**WORK TO BE COMPLETED**
Output every record precisely.

-- RECORDS SUPPLIED follows --

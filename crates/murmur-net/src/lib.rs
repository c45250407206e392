//! Peer networking for murmur.
//!
//! Outbound requests go through a [`Transport`] (HTTP over a SOCKS5 proxy by
//! default); inbound requests arrive on an axum [`Listener`] and are handed
//! to an [`InboundHandler`].

pub mod error;
pub mod listener;
pub mod loopback;
pub mod rate_limit;
pub mod transport;

pub use error::NetError;
pub use listener::{build_router, InboundHandler, Listener};
pub use loopback::LoopbackTransport;
pub use rate_limit::RateLimiter;
pub use transport::{call, HttpTransport, Transport};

-- RECORDS SUPPLIED concluded --

**WRITTEN SOLUTION**
filename crates/murmur-net/src/lib.rs
repository c45250407206e392
//! Peer networking for murmur.
//!
//! Outbound requests go through a [`Transport`] (HTTP over a SOCKS5 proxy by
//! default); inbound requests arrive on an axum [`Listener`] and are handed
//! to an [`InboundHandler`].

pub mod error;
pub mod listener;
pub mod loopback;
pub mod rate_limit;
pub mod transport;

pub use error::NetError;
pub use listener::{build_router, InboundHandler, Listener};
pub use loopback::LoopbackTransport;
pub use rate_limit::RateLimiter;
pub use transport::{call, HttpTransport, Transport};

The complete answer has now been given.